I agree that this Authorization shall remain in effect, and Kaival may retain my Authorized Account information, until I am notified by Kaival that they are terminating my Requisite Payments, or until three (3) business days following the date on which I notify Kaival, in writing, that I wish to revoke this Authorization. I acknowledge and agree that revocation of my authorization does not cause a revocation or alteration of the applicable Sales Agreement or Confirmation.

I understand that Kaival may restrict or terminate payment under this Authorization, in the event that I am in default of the applicable Sales Agreement, and/or if there are insufficient funds in my checking or savings account, among other reasons.

I acknowledge that I have received a copy of this Authorization.

In the event an error is made in any ACH transfer, I hereby authorize Kaival to make any necessary transfers, to or from my Authorized Account, in order to correct the error.

I acknowledge and agree that electronic funds transfers will be made to the financial institution and account number supplied by me through the Site, and I acknowledge and agree that any errors in the provision of such information to the Site shall be solely my responsibility. I agree to indemnify, defend, and hold harmless Kaival in connection with any damages arising from such errors.

I acknowledge and agree that Kaival shall not be responsible for any aspect of the payment transaction following the point when my designated financial institution receives or has control of the payment transaction. Any loss or damage resulting from the loss of data or funds following my designated financial institution’s receipt of payment (or control of payment) shall be solely my responsibility, or the responsibility of my designated financial institution.

I acknowledge that Kaival shall be responsible for employing commercially reasonable means to safeguard my data, but shall not be responsible for any virus, data breach, theft, glitch, error, force majeure, or related event affecting my Authorized Account information, so long as such commercially reasonable means are employed.

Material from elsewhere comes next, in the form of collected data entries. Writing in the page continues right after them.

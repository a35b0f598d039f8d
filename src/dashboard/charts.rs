//! Chart datasets
//!
//! Renderer-agnostic shapes for the three overview charts. Renderers (canvas,
//! terminal) only scale and draw; every derived number lives here.

use std::f64::consts::TAU;

use crate::data::{RegionShare, RevenueData, SalesData};

/// Series colors, cycled by index
pub const PALETTE: [&str; 4] = ["#4F46E5", "#10B981", "#F59E0B", "#EF4444"];

pub fn palette_color(index: usize) -> &'static str {
    PALETTE[index % PALETTE.len()]
}

/// One labelled value on a line chart
#[derive(Debug, Clone, PartialEq)]
pub struct LinePoint {
    pub label: String,
    pub value: f64,
}

/// Single-series line chart
#[derive(Debug, Clone, PartialEq)]
pub struct LineSeries {
    pub title: &'static str,
    pub series: &'static str,
    pub color: &'static str,
    pub points: Vec<LinePoint>,
}

impl LineSeries {
    pub fn revenue(data: &[RevenueData]) -> Self {
        Self {
            title: "Revenue Trend",
            series: "revenue",
            color: PALETTE[0],
            points: data
                .iter()
                .map(|r| LinePoint {
                    label: r.month.clone(),
                    value: f64::from(r.revenue),
                })
                .collect(),
        }
    }

    /// (min, max) of the values, `None` when empty
    pub fn bounds(&self) -> Option<(f64, f64)> {
        bounds(self.points.iter().map(|p| p.value))
    }
}

/// One wedge of a pie chart
#[derive(Debug, Clone, PartialEq)]
pub struct PieSlice {
    pub name: String,
    pub value: u32,
    pub color: &'static str,
    /// Radians, measured clockwise from 12 o'clock
    pub start_angle: f64,
    pub sweep: f64,
}

impl PieSlice {
    /// `"Europe: 27%"`
    pub fn label(&self) -> String {
        format!("{}: {}%", self.name, self.value)
    }

    /// Angle through the middle of the wedge
    pub fn mid_angle(&self) -> f64 {
        self.start_angle + self.sweep / 2.0
    }
}

#[derive(Debug, Clone, PartialEq)]
pub struct PieChart {
    pub title: &'static str,
    pub slices: Vec<PieSlice>,
}

impl PieChart {
    /// Wedges sized by each share's fraction of the actual total
    ///
    /// Normalized shares can sum to 99 or 101; sweeps are computed against the
    /// real sum so the pie always closes.
    pub fn regional(shares: &[RegionShare]) -> Self {
        let total: u32 = shares.iter().map(|s| s.value).sum();
        let mut angle = 0.0;

        let slices = shares
            .iter()
            .enumerate()
            .map(|(i, share)| {
                let sweep = if total == 0 {
                    0.0
                } else {
                    f64::from(share.value) / f64::from(total) * TAU
                };
                let slice = PieSlice {
                    name: share.name.clone(),
                    value: share.value,
                    color: palette_color(i),
                    start_angle: angle,
                    sweep,
                };
                angle += sweep;
                slice
            })
            .collect();

        Self {
            title: "Regional Distribution",
            slices,
        }
    }
}

/// One x-axis group on a grouped bar chart
#[derive(Debug, Clone, PartialEq)]
pub struct BarGroup {
    pub label: String,
    /// One value per series, in series order
    pub values: Vec<f64>,
}

#[derive(Debug, Clone, PartialEq)]
pub struct BarSeries {
    pub name: &'static str,
    pub color: &'static str,
}

#[derive(Debug, Clone, PartialEq)]
pub struct BarChart {
    pub title: &'static str,
    pub series: Vec<BarSeries>,
    pub groups: Vec<BarGroup>,
}

impl BarChart {
    /// Sales count and revenue per product
    pub fn product_performance(data: &[SalesData]) -> Self {
        Self {
            title: "Product Performance",
            series: vec![
                BarSeries {
                    name: "sales",
                    color: PALETTE[0],
                },
                BarSeries {
                    name: "revenue",
                    color: PALETTE[1],
                },
            ],
            groups: data
                .iter()
                .map(|s| BarGroup {
                    label: s.product_name.clone(),
                    values: vec![f64::from(s.sales), f64::from(s.revenue)],
                })
                .collect(),
        }
    }

    /// Largest value across all groups, used for the y-axis
    pub fn max_value(&self) -> f64 {
        self.groups
            .iter()
            .flat_map(|g| g.values.iter().copied())
            .fold(0.0, f64::max)
    }
}

/// Round `max` up to a friendly axis ceiling (1, 2, 2.5 or 5 times a power of ten)
pub fn nice_ceiling(max: f64) -> f64 {
    if max <= 0.0 || !max.is_finite() {
        return 1.0;
    }

    let magnitude = 10f64.powi(max.log10().floor() as i32);
    let normalized = max / magnitude;
    let step = [1.0, 2.0, 2.5, 5.0, 10.0]
        .into_iter()
        .find(|s| normalized <= *s)
        .unwrap_or(10.0);

    step * magnitude
}

fn bounds(values: impl Iterator<Item = f64>) -> Option<(f64, f64)> {
    values.fold(None, |acc, v| match acc {
        None => Some((v, v)),
        Some((min, max)) => Some((min.min(v), max.max(v))),
    })
}

#[cfg(test)]
mod tests {
    use super::*;
    use crate::data::fixtures::sample_data;

    #[test]
    fn test_revenue_series() {
        let data = sample_data();
        let line = LineSeries::revenue(&data.revenue);
        assert_eq!(line.title, "Revenue Trend");
        assert_eq!(line.points.len(), 3);
        assert_eq!(line.points[0].label, "Jan");
        assert_eq!(line.bounds(), Some((20000.0, 50000.0)));
    }

    #[test]
    fn test_empty_series_has_no_bounds() {
        assert_eq!(LineSeries::revenue(&[]).bounds(), None);
    }

    #[test]
    fn test_pie_closes() {
        let shares = vec![
            RegionShare::new("North America", 36),
            RegionShare::new("Europe", 27),
            RegionShare::new("Asia", 21),
            RegionShare::new("Others", 17),
        ];
        let pie = PieChart::regional(&shares);

        let total_sweep: f64 = pie.slices.iter().map(|s| s.sweep).sum();
        assert!((total_sweep - TAU).abs() < 1e-9);
        assert_eq!(pie.slices[1].start_angle, pie.slices[0].sweep);
        assert_eq!(pie.slices[0].label(), "North America: 36%");
        assert_eq!(pie.slices[3].color, "#EF4444");
    }

    #[test]
    fn test_pie_zero_total() {
        let pie = PieChart::regional(&[RegionShare::new("a", 0)]);
        assert_eq!(pie.slices[0].sweep, 0.0);
    }

    #[test]
    fn test_product_bars() {
        let data = sample_data();
        let bars = BarChart::product_performance(&data.sales);
        assert_eq!(bars.series.len(), 2);
        assert_eq!(bars.groups[0].label, "Ceramic Vase");
        assert_eq!(bars.groups[0].values, vec![120.0, 6000.0]);
        assert_eq!(bars.max_value(), 6000.0);
    }

    #[test]
    fn test_nice_ceiling() {
        assert_eq!(nice_ceiling(0.0), 1.0);
        assert_eq!(nice_ceiling(7.0), 10.0);
        assert_eq!(nice_ceiling(18.0), 20.0);
        assert_eq!(nice_ceiling(23000.0), 25000.0);
        assert_eq!(nice_ceiling(41000.0), 50000.0);
        assert_eq!(nice_ceiling(80000.0), 100000.0);
    }

    #[test]
    fn test_palette_cycles() {
        assert_eq!(palette_color(0), palette_color(4));
    }
}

This Authorization shall be governed by the Sales Agreement then in effect between me (or my affiliated entity) and Kaival. In the absence of an effective Sales Agreement, this Authorization shall be governed by the terms and conditions of sale set forth on the Site at the time of my signature below.

IN NO EVENT SHALL KAIVAL BE LIABLE FOR ANY DIRECT, INDIRECT, SPECIAL, INCIDENTAL, CONSEQUENTIAL, OR EXEMPLARY DAMAGES, INCLUDING LOST PROFITS (EVEN IF ADVISED OF THE POSSIBILITY THEREOF) ARISING IN ANY WAY OUT OF THIS AUTHORIZATION OR THE TRANSACTIONS CONTEMPLATED HEREIN, ABSENT KAIVAL’S GROSS NEGLIGENCE OR WILLFUL MISCONDUCT.